Saved entries:
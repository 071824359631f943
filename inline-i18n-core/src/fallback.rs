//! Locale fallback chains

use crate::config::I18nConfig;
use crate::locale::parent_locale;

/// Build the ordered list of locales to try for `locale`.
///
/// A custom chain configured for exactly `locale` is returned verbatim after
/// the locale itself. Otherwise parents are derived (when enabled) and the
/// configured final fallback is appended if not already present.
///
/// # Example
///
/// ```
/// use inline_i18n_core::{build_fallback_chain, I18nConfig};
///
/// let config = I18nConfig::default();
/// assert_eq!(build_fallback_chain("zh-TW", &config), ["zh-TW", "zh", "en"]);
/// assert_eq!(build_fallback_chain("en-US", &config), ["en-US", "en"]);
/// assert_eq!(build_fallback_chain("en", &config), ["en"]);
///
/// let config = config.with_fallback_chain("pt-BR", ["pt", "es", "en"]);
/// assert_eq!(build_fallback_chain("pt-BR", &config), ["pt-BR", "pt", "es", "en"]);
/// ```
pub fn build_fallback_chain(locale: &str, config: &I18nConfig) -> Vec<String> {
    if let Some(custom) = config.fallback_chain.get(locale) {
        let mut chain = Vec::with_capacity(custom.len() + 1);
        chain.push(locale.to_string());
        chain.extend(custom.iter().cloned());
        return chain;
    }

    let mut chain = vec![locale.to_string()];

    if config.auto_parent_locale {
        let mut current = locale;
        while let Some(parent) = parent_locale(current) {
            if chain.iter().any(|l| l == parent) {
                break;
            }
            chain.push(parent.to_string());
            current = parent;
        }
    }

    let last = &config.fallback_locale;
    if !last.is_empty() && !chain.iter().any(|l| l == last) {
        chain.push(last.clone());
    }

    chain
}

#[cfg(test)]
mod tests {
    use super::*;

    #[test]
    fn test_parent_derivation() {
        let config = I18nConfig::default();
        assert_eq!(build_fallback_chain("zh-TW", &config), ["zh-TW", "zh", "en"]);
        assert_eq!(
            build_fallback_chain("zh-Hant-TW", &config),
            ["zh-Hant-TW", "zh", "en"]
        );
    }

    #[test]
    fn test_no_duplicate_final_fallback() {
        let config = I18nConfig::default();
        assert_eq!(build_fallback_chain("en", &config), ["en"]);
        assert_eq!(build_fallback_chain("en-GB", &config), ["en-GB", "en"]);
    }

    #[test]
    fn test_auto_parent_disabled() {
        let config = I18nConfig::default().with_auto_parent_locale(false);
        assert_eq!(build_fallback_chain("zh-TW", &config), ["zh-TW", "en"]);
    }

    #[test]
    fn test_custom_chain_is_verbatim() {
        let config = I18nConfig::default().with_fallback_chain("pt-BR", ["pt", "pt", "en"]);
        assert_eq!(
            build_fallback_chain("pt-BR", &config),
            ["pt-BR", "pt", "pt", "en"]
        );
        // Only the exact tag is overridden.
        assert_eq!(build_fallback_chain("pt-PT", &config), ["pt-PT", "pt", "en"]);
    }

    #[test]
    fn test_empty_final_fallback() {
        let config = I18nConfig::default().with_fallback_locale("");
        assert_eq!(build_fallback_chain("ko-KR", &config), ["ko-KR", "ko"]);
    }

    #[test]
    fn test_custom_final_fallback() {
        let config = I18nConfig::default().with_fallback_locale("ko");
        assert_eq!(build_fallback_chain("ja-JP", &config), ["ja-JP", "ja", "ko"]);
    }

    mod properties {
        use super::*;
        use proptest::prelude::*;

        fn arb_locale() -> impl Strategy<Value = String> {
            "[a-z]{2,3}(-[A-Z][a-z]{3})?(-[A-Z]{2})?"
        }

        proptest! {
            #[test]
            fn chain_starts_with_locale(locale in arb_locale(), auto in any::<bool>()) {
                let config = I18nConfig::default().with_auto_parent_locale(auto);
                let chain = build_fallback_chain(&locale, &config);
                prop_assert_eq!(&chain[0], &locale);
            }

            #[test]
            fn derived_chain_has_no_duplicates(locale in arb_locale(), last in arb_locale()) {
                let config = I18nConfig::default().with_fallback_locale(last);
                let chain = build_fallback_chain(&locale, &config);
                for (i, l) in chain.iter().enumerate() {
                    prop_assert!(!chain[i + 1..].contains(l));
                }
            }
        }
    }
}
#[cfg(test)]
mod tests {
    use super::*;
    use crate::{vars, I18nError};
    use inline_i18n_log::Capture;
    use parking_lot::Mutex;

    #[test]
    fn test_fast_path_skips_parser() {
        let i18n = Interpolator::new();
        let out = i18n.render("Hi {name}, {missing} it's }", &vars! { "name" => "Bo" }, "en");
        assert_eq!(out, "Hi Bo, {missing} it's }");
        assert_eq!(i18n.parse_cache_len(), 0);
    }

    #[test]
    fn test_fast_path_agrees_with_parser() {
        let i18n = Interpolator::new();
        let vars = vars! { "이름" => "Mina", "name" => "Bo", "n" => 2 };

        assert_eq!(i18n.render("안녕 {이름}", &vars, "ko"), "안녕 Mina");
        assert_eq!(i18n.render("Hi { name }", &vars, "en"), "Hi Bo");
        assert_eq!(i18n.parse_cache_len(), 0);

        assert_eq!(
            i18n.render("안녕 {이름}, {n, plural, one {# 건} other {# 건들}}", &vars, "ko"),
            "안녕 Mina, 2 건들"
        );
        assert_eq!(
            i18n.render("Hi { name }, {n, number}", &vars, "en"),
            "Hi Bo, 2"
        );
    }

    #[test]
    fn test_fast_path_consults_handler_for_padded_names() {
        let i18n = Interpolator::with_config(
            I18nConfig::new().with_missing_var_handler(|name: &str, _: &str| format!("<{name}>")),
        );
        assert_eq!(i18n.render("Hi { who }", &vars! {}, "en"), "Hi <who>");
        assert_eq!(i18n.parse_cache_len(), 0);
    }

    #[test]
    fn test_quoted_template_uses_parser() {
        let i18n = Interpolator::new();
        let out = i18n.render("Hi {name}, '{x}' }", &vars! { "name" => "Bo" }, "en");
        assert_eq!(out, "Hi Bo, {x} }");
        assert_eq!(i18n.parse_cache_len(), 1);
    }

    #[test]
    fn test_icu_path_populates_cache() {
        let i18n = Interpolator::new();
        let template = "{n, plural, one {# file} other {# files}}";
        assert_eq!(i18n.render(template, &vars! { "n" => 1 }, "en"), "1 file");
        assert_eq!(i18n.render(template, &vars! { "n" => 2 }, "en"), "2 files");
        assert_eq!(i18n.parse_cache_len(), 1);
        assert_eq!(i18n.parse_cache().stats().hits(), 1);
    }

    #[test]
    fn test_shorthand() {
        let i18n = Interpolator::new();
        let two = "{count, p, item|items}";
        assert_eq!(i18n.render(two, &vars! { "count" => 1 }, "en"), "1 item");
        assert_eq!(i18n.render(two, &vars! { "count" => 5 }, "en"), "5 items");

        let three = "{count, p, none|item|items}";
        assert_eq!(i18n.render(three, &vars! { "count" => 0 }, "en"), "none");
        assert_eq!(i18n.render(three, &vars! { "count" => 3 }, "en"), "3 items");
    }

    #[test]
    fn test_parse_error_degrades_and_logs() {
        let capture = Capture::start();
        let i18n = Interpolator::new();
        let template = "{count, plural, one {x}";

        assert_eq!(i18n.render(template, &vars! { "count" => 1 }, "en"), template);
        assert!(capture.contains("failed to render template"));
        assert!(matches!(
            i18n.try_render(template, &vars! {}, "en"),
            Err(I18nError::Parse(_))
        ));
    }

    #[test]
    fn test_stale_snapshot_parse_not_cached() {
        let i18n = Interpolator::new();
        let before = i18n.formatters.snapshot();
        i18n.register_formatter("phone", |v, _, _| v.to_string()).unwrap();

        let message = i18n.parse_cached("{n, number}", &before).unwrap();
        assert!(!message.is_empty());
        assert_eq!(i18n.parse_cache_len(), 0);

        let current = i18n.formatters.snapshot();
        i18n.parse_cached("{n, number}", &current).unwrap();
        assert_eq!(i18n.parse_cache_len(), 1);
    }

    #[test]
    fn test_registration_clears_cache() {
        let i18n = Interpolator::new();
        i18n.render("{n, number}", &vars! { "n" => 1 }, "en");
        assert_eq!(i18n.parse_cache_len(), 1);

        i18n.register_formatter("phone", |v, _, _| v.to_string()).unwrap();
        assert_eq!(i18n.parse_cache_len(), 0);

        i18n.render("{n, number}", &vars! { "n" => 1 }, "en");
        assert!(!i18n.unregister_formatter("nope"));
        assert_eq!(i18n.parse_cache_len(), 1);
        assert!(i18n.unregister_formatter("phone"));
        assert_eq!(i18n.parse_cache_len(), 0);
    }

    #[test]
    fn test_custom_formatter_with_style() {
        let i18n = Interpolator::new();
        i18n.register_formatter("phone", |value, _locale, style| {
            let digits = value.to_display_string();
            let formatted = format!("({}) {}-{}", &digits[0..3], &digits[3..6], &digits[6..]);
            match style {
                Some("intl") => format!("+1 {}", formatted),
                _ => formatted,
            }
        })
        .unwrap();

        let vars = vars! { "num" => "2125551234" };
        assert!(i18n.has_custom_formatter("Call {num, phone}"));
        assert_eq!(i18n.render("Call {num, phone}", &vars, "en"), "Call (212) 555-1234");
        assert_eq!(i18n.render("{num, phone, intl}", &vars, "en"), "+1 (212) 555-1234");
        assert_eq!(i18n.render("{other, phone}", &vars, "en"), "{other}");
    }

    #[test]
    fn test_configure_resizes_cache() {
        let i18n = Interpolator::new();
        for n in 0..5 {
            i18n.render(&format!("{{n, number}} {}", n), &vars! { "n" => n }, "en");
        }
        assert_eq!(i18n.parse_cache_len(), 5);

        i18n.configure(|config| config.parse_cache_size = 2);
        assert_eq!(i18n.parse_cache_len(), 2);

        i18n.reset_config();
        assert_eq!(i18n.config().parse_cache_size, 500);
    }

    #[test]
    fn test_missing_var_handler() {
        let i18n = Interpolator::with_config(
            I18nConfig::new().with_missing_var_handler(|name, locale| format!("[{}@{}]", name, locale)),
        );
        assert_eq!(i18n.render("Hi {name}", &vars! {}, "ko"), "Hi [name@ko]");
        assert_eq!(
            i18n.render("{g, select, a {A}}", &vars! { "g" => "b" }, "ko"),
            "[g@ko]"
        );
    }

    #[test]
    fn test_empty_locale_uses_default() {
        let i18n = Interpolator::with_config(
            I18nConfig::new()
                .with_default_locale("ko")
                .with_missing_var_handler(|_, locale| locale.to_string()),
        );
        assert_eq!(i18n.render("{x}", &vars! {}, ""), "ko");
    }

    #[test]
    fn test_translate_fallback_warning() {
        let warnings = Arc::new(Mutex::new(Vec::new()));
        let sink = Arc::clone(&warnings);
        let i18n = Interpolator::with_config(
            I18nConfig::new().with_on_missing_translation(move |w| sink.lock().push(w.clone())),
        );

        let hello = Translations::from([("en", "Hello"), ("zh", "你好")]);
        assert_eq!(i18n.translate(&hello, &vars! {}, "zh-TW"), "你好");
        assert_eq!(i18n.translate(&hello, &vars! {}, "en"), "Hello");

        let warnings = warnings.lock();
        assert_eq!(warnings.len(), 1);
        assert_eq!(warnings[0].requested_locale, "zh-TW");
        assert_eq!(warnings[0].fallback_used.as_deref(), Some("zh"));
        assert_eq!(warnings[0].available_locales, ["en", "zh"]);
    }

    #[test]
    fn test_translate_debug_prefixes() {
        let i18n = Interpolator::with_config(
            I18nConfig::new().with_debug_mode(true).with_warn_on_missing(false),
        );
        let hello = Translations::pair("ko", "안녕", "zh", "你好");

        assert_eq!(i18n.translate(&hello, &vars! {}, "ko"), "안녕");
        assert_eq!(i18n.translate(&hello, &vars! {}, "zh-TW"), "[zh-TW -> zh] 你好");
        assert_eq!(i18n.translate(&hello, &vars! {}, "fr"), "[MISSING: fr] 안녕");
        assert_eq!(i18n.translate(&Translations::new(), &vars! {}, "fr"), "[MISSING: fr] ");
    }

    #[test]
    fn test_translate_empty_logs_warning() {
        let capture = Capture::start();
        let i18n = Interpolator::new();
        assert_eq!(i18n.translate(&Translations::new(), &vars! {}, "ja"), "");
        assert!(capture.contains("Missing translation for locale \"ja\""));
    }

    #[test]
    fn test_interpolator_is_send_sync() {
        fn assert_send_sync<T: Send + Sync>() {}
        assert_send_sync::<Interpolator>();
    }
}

Action item: Give back the entries above exactly as they are, from their first line through the line that contains "let mut chain = vec![locale.to_string()];", both included, with nothing else.

Response for this exercise:
repository 071824359631f943
filename inline-i18n-core/src/fallback.rs
//! Locale fallback chains

use crate::config::I18nConfig;
use crate::locale::parent_locale;

/// Build the ordered list of locales to try for `locale`.
///
/// A custom chain configured for exactly `locale` is returned verbatim after
/// the locale itself. Otherwise parents are derived (when enabled) and the
/// configured final fallback is appended if not already present.
///
/// # Example
///
/// ```
/// use inline_i18n_core::{build_fallback_chain, I18nConfig};
///
/// let config = I18nConfig::default();
/// assert_eq!(build_fallback_chain("zh-TW", &config), ["zh-TW", "zh", "en"]);
/// assert_eq!(build_fallback_chain("en-US", &config), ["en-US", "en"]);
/// assert_eq!(build_fallback_chain("en", &config), ["en"]);
///
/// let config = config.with_fallback_chain("pt-BR", ["pt", "es", "en"]);
/// assert_eq!(build_fallback_chain("pt-BR", &config), ["pt-BR", "pt", "es", "en"]);
/// ```
pub fn build_fallback_chain(locale: &str, config: &I18nConfig) -> Vec<String> {
    if let Some(custom) = config.fallback_chain.get(locale) {
        let mut chain = Vec::with_capacity(custom.len() + 1);
        chain.push(locale.to_string());
        chain.extend(custom.iter().cloned());
        return chain;
    }

    let mut chain = vec![locale.to_string()];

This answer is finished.